EXERCISE DETAILS: Report each line of the data below in which "when" appears.

PROVIDED RECORDS START

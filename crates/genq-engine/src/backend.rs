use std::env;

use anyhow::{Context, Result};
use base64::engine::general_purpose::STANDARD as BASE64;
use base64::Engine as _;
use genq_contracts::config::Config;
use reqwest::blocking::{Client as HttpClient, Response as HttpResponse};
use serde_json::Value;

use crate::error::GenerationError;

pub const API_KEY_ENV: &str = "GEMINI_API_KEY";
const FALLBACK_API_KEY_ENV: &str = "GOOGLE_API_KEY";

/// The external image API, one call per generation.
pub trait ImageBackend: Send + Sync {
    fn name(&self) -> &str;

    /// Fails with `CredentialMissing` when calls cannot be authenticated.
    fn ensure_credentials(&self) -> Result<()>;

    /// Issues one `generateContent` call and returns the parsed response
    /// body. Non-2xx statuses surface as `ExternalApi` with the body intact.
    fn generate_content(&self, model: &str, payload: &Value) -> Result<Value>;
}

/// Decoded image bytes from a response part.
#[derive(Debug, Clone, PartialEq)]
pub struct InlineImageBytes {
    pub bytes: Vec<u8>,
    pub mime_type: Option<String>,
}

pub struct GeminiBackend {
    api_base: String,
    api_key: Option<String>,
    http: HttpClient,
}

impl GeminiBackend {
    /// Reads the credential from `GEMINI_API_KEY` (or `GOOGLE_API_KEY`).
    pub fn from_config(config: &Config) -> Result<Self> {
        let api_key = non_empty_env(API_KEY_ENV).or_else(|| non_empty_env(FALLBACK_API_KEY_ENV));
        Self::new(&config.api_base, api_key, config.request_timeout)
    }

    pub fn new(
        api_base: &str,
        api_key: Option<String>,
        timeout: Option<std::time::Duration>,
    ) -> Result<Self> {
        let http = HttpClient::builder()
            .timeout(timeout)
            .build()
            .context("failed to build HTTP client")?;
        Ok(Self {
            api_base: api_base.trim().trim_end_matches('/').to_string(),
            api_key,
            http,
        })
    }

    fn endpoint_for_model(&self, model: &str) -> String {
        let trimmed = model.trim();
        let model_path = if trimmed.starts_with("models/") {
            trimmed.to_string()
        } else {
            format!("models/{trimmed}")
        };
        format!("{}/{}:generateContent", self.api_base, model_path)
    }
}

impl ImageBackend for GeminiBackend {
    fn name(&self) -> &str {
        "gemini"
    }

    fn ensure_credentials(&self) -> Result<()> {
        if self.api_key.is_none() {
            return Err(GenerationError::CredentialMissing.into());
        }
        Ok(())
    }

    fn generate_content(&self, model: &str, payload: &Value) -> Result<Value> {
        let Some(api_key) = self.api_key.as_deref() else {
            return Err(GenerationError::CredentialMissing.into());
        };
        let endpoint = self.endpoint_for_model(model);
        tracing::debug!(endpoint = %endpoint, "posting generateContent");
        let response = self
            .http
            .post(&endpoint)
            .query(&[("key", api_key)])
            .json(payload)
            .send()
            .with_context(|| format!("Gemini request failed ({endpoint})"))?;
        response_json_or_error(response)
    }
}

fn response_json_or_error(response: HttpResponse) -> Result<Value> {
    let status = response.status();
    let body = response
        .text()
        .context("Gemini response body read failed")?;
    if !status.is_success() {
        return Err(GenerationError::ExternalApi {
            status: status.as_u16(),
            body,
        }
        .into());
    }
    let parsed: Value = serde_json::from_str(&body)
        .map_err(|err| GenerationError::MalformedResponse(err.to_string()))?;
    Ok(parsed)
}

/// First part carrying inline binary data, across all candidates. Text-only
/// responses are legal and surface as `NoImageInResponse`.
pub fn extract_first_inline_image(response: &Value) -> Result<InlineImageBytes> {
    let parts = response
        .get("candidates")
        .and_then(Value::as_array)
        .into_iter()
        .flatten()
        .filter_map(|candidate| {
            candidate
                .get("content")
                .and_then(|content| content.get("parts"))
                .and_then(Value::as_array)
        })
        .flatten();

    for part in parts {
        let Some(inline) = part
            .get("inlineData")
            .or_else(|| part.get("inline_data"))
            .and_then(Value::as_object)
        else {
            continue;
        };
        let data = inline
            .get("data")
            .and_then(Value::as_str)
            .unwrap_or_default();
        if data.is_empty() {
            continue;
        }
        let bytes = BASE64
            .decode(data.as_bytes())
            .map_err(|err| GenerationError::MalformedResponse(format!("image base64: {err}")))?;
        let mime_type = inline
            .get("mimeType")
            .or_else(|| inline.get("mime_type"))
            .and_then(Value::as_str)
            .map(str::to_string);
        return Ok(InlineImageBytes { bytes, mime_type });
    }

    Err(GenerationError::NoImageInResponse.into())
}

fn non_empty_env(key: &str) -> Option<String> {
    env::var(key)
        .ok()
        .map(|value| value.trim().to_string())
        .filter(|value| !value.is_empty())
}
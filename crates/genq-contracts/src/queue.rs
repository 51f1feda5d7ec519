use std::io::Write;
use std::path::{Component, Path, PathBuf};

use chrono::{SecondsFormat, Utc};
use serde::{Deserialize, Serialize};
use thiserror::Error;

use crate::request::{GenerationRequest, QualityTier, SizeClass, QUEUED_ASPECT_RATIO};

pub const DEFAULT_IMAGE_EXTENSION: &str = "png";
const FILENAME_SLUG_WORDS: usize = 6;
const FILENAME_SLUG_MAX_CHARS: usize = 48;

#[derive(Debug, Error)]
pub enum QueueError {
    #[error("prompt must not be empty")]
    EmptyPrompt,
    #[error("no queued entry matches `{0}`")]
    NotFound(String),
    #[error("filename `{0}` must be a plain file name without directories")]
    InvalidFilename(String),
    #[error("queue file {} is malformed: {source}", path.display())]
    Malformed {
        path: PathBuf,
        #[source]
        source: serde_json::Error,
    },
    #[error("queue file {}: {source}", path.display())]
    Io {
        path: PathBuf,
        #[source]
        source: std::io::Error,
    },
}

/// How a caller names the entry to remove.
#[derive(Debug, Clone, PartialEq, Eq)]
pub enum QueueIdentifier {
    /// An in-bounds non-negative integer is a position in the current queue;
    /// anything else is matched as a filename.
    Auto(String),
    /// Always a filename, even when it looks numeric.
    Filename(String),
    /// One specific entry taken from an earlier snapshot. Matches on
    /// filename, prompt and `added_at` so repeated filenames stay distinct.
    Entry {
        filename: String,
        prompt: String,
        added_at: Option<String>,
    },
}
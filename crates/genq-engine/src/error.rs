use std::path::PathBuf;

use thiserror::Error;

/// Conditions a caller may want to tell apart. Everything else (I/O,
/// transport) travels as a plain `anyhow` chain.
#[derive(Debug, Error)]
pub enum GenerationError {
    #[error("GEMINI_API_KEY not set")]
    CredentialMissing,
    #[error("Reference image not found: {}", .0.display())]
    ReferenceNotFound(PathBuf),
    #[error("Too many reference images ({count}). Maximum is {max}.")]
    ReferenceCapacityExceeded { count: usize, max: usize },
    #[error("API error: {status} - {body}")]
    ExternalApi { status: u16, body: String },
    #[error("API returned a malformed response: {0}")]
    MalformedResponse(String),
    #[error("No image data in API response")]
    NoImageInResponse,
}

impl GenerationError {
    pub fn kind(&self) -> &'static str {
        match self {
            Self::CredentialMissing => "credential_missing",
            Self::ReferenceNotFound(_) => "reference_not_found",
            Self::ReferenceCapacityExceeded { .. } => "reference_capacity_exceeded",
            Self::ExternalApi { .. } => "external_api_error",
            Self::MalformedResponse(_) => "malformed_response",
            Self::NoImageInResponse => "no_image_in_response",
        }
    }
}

PROVIDED RECORDS END

RESPONSE TO THE TASK:
    /// Fails with `CredentialMissing` when calls cannot be authenticated.
    /// Always a filename, even when it looks numeric.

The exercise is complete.